=== MATERIAL SHOWN ===

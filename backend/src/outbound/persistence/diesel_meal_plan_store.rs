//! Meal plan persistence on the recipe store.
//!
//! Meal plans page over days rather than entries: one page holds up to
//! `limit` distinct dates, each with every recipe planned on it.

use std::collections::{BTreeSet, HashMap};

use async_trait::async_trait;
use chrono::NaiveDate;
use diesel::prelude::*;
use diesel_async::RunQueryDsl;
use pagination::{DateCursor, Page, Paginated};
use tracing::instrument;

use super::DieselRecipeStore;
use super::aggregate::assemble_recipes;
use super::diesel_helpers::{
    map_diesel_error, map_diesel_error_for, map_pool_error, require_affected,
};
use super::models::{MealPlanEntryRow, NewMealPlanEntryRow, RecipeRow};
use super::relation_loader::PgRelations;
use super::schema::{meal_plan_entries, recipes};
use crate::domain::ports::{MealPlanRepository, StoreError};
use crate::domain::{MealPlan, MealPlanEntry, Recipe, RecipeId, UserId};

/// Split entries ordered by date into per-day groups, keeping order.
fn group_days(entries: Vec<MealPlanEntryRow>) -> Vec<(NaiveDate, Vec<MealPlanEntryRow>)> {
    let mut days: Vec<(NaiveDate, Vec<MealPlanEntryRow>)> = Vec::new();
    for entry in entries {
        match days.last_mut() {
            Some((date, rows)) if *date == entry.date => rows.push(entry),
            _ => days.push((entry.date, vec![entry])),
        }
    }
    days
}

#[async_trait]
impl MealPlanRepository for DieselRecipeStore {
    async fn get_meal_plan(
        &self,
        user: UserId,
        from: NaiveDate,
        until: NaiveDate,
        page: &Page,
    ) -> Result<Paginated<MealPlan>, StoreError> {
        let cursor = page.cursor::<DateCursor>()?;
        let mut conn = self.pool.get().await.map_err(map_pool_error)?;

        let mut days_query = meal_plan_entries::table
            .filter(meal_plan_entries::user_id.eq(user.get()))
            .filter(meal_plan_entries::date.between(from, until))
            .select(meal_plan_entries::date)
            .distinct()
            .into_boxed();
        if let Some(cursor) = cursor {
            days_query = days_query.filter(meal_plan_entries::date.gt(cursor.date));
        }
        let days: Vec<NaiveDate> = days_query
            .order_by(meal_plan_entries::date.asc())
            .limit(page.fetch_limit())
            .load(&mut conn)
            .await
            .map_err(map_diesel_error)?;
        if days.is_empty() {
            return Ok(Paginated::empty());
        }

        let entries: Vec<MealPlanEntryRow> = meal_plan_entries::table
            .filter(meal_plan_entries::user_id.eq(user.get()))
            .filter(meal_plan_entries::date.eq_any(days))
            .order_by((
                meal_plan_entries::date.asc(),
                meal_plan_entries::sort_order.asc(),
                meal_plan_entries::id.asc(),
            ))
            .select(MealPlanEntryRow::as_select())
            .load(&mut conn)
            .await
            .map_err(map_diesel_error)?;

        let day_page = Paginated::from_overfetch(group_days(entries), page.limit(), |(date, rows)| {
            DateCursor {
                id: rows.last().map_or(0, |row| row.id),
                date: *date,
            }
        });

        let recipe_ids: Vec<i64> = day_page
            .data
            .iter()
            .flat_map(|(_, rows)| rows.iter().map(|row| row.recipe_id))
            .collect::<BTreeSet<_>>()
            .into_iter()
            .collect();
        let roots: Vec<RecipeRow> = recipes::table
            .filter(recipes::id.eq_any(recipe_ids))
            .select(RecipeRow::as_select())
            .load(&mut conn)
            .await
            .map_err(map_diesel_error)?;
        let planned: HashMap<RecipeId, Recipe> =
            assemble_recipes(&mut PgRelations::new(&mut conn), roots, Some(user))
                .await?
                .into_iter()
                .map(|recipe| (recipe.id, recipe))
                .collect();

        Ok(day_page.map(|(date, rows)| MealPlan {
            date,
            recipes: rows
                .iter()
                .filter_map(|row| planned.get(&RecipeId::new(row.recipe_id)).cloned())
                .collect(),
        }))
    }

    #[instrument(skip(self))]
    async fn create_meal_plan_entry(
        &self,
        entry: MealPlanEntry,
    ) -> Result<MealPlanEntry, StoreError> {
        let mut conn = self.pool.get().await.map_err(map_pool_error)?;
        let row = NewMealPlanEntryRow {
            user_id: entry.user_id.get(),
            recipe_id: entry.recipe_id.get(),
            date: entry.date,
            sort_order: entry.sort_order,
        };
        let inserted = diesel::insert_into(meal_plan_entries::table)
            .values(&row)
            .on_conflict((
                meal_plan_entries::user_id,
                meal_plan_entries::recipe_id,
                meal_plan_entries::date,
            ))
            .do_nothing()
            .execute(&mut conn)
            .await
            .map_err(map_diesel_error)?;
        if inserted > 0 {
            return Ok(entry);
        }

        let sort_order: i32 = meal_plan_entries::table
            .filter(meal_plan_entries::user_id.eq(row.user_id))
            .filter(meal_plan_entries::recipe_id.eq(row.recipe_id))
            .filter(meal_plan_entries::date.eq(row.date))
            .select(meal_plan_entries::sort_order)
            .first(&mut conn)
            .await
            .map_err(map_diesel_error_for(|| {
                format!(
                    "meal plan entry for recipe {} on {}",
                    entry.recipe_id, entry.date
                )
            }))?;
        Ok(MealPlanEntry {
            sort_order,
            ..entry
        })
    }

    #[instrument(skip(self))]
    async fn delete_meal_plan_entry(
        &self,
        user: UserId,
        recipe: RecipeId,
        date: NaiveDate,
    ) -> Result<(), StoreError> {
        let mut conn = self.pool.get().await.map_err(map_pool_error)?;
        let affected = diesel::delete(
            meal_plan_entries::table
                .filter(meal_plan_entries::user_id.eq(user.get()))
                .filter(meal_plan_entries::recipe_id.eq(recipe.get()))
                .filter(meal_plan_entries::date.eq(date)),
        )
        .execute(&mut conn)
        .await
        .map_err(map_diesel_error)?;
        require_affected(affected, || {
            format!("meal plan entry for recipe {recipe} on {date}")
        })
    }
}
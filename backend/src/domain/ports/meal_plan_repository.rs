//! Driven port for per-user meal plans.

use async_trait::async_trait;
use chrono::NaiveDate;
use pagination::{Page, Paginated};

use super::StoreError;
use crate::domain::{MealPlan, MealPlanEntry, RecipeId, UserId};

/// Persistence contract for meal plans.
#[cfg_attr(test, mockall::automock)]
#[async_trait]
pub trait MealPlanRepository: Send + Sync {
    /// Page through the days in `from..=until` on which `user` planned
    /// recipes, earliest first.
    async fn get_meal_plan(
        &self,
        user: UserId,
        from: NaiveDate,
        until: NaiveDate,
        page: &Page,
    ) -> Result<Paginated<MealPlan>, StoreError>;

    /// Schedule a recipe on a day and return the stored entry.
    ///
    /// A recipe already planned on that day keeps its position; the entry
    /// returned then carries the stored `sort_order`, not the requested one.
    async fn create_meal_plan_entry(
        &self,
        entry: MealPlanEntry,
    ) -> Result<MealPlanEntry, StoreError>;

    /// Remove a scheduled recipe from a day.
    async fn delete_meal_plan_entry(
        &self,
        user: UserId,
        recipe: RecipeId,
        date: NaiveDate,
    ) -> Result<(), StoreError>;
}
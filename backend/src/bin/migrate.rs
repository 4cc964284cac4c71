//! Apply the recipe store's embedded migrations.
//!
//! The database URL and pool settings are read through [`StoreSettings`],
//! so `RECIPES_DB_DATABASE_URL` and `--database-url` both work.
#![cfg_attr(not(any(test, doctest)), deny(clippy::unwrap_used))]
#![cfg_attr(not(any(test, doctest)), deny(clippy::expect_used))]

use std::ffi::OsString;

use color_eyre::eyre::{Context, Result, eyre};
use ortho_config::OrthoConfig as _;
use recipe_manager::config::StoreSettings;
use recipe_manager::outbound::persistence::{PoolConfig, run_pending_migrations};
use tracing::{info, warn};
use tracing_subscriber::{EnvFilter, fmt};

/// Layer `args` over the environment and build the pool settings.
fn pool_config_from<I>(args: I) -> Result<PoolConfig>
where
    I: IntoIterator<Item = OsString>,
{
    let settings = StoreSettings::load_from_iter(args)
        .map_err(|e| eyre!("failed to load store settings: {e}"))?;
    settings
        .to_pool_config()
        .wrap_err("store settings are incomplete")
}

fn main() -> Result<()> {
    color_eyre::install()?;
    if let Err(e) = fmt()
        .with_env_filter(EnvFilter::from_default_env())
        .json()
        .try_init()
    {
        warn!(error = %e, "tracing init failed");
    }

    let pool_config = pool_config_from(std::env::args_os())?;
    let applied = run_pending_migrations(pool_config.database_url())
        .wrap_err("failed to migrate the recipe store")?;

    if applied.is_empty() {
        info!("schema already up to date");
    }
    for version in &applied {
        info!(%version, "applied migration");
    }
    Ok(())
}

===

**TASK REQUIREMENTS:** Beginning at the opening line of the data, transcribe each line exactly until you reach the line with "if let Some(cursor)", which you also include, and go no further.

**ANSWER:**
filename backend/src/outbound/persistence/diesel_meal_plan_store.rs
//! Meal plan persistence on the recipe store.
//!
//! Meal plans page over days rather than entries: one page holds up to
//! `limit` distinct dates, each with every recipe planned on it.

use std::collections::{BTreeSet, HashMap};

use async_trait::async_trait;
use chrono::NaiveDate;
use diesel::prelude::*;
use diesel_async::RunQueryDsl;
use pagination::{DateCursor, Page, Paginated};
use tracing::instrument;

use super::DieselRecipeStore;
use super::aggregate::assemble_recipes;
use super::diesel_helpers::{
    map_diesel_error, map_diesel_error_for, map_pool_error, require_affected,
};
use super::models::{MealPlanEntryRow, NewMealPlanEntryRow, RecipeRow};
use super::relation_loader::PgRelations;
use super::schema::{meal_plan_entries, recipes};
use crate::domain::ports::{MealPlanRepository, StoreError};
use crate::domain::{MealPlan, MealPlanEntry, Recipe, RecipeId, UserId};

/// Split entries ordered by date into per-day groups, keeping order.
fn group_days(entries: Vec<MealPlanEntryRow>) -> Vec<(NaiveDate, Vec<MealPlanEntryRow>)> {
    let mut days: Vec<(NaiveDate, Vec<MealPlanEntryRow>)> = Vec::new();
    for entry in entries {
        match days.last_mut() {
            Some((date, rows)) if *date == entry.date => rows.push(entry),
            _ => days.push((entry.date, vec![entry])),
        }
    }
    days
}

#[async_trait]
impl MealPlanRepository for DieselRecipeStore {
    async fn get_meal_plan(
        &self,
        user: UserId,
        from: NaiveDate,
        until: NaiveDate,
        page: &Page,
    ) -> Result<Paginated<MealPlan>, StoreError> {
        let cursor = page.cursor::<DateCursor>()?;
        let mut conn = self.pool.get().await.map_err(map_pool_error)?;

        let mut days_query = meal_plan_entries::table
            .filter(meal_plan_entries::user_id.eq(user.get()))
            .filter(meal_plan_entries::date.between(from, until))
            .select(meal_plan_entries::date)
            .distinct()
            .into_boxed();
        if let Some(cursor) = cursor {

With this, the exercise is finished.